No entanto, até 2030, as redes de hidrogênio poderão evitar tarifas reguladas e, em vez disso, fornecer um sistema de acesso negociadodesde que seja transparente e não discriminatório. A transferência automática das licenças e autorizações já detidas pelos operadores da rede de gás natural será concedida no caso destas se destinarem ao transporte de hidrogénio (reaproveitamento).

Outros gases renováveis, como biogás ou biometano decorrentes da agricultura e do ciclo dos resíduos urbanos, sem descurar o hidrogénio produzido com baixo teor de carbono e aceita-se a perspetiva de desenvolvimento de uma rede de transporte paralela à do gás, ainda que não existam previsões oficiais.

O cerne das redes: quem as constrói e sobretudo quem as paga?

Mas um dos aspectos mais polêmicos é certamente o financiamento do desenvolvimento das redes. Por um lado, a possibilidade de subsídios cruzados das redes de gás, que provavelmente forneceria grande parte do financiamento, por outro lado a possibilidade de mecanismos compensação tarifária, em particular (após 2030) para o desenvolvimento de interligações em falta entre os diferentes sistemas nacionais.

No entanto, esta previsão pode levar alguns países (e seus operadores) a esperar por incentivosefetivamente atrasando o desenvolvimento do mercado e a concorrência.

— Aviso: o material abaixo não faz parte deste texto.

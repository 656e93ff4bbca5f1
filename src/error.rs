use thiserror::Error;

use crate::model::NodeId;

pub type Result<T> = std::result::Result<T, LayoutError>;

#[derive(Debug, Error)]
pub enum LayoutError {
    #[error("node '{node}' references missing parent '{parent}'")]
    DanglingParent { node: NodeId, parent: NodeId },

    #[error("node id '{0}' appears more than once")]
    DuplicateNode(NodeId),

    #[error("parent chain of node '{0}' loops back on itself")]
    ParentCycle(NodeId),

    #[error("node '{0}' not found")]
    UnknownNode(NodeId),

    #[error("cannot rekey to '{0}': id already in use")]
    RekeyTargetExists(NodeId),

    #[error("JSON error: {0}")]
    Json(#[from] serde_json::Error),
}
// Collision resolution for a single candidate position.
//
// A candidate is tested against every locked node. Each overlapping node is
// pushed right by one horizontal spacing together with its descendants, then
// the scan starts over against the same candidate since the shift may have
// uncovered or created other overlaps. The number of passes is capped; a
// candidate still overlapping after the cap is placed anyway.

use super::LayoutConfig;
use super::store::PositionStore;
use crate::model::{NodeId, PointI, TreeGraph};

/// Outcome of resolving one candidate.
#[derive(Debug, Clone, PartialEq, Eq)]
pub struct Resolution {
    pub position: PointI,
    /// Branches shifted, in the order they were moved.
    pub shifted: Vec<NodeId>,
    /// False when the pass ceiling was hit with an overlap remaining.
    pub converged: bool,
}

/// First locked node (in creation order) overlapping `candidate`.
pub fn find_overlap(
    candidate: PointI,
    exclude: &NodeId,
    store: &PositionStore,
    graph: &TreeGraph,
    cfg: &LayoutConfig,
) -> Option<NodeId> {
    graph
        .chronological()
        .iter()
        .filter(|id| *id != exclude)
        .find(|id| store.get(id).is_some_and(|p| cfg.overlaps(candidate, p)))
        .cloned()
}

/// Clear `candidate` for node `id` by shifting overlapping branches right.
pub fn resolve_collisions(
    id: &NodeId,
    candidate: PointI,
    store: &mut PositionStore,
    graph: &TreeGraph,
    cfg: &LayoutConfig,
) -> Resolution {
    let mut shifted = Vec::new();

    for pass in 0..=cfg.max_collision_passes {
        let Some(blocker) = find_overlap(candidate, id, store, graph, cfg) else {
            return Resolution { position: candidate, shifted, converged: true };
        };
        if pass == cfg.max_collision_passes {
            break;
        }
        store.shift_branch(graph, &blocker, cfg.horizontal_spacing);
        shifted.push(blocker);
    }

    tracing::warn!(
        node = %id,
        x = candidate.x,
        y = candidate.y,
        passes = cfg.max_collision_passes,
        "collision pass ceiling reached, placing node with overlap"
    );
    Resolution { position: candidate, shifted, converged: false }
}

O tema do armazenamento e reservas estratégicas

Em termos de segurança de abastecimento, o salto sem precedentes dos preços parece ter levado a Europa a aceitar a opinião - até então minoritária - sobre a utilidade de medidas obrigatórias de enchimento de armazéns ou de constituição de reservas estratégicas, aceitando assim a visão até então defendida pela França, Itália, Espanha, Hungria e alguns outros. Também nessa área, a implementação contém inúmeras armadilhas e questões polêmicas, como a definição dos mecanismos de compartilhamento dos recursos disponíveis e seu custo.

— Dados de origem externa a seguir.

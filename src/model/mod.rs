mod context;
mod graph;
mod types;

pub use context::{branch_context, ContextMessage};
pub use graph::TreeGraph;
pub use types::*;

Às vezes, os eventos o forçam a fazer uma inversão de marcha

A crise surgiu no momento em que as propostas de reforma do mercado do gás acabavam de ser lançadas pelas instituições europeias - com o novo pacote de gás – que ia num rumo completamente diferente: sob o protagonismo da descarbonização, pretende definir um quadro regulatório para poder abandonar o gás natural que agora todos querem e avançar para outros gases de natureza renovável, incluindo o hidrogénio.

De facto, nos últimos anos, os operadores parecem ter aceite a possibilidade e oportunidade de produzir, transportar e utilizar gás renovável, contando com os seus vantagens estruturais em comparação com a eletricidade: em particular os custos de transporte e armazenamento consideravelmente mais baixos, através de métodos de integração com o setor elétrico (como as tecnologias power to gas) e com o setor petrolífero, bem como através de soluções para a apreensão, armazenamento e reutilização de carbono . Estamos a falar de um leque alargado de soluções tecnológicas, muitas vezes inovadoras e concorrentes entre si, cujo futuro está longe de ser óbvio, refere Ref.

A implementação do pacote pode levar menos tempo e esforço do que o necessário para gás natural, dada a experiência anterior, a reduzida resistência de interesses pré-estabelecidos e o reforço dos poderes de sub-rogação da Comissão.

No entanto, alguns aspectos delicados, como os mecanismos de remuneração entre os diferentes gestores, podem ser fonte de longas disputas e atrasos, como foi o caso, por exemplo, do sistema de compensação exigido entre operadores de transporte de eletricidade.

Na Europa, a própria percepção transferências de recursos entre países, mesmo limitado, sempre desperta grande desconfiança, e até agora tem sido geralmente evitado no setor de gás.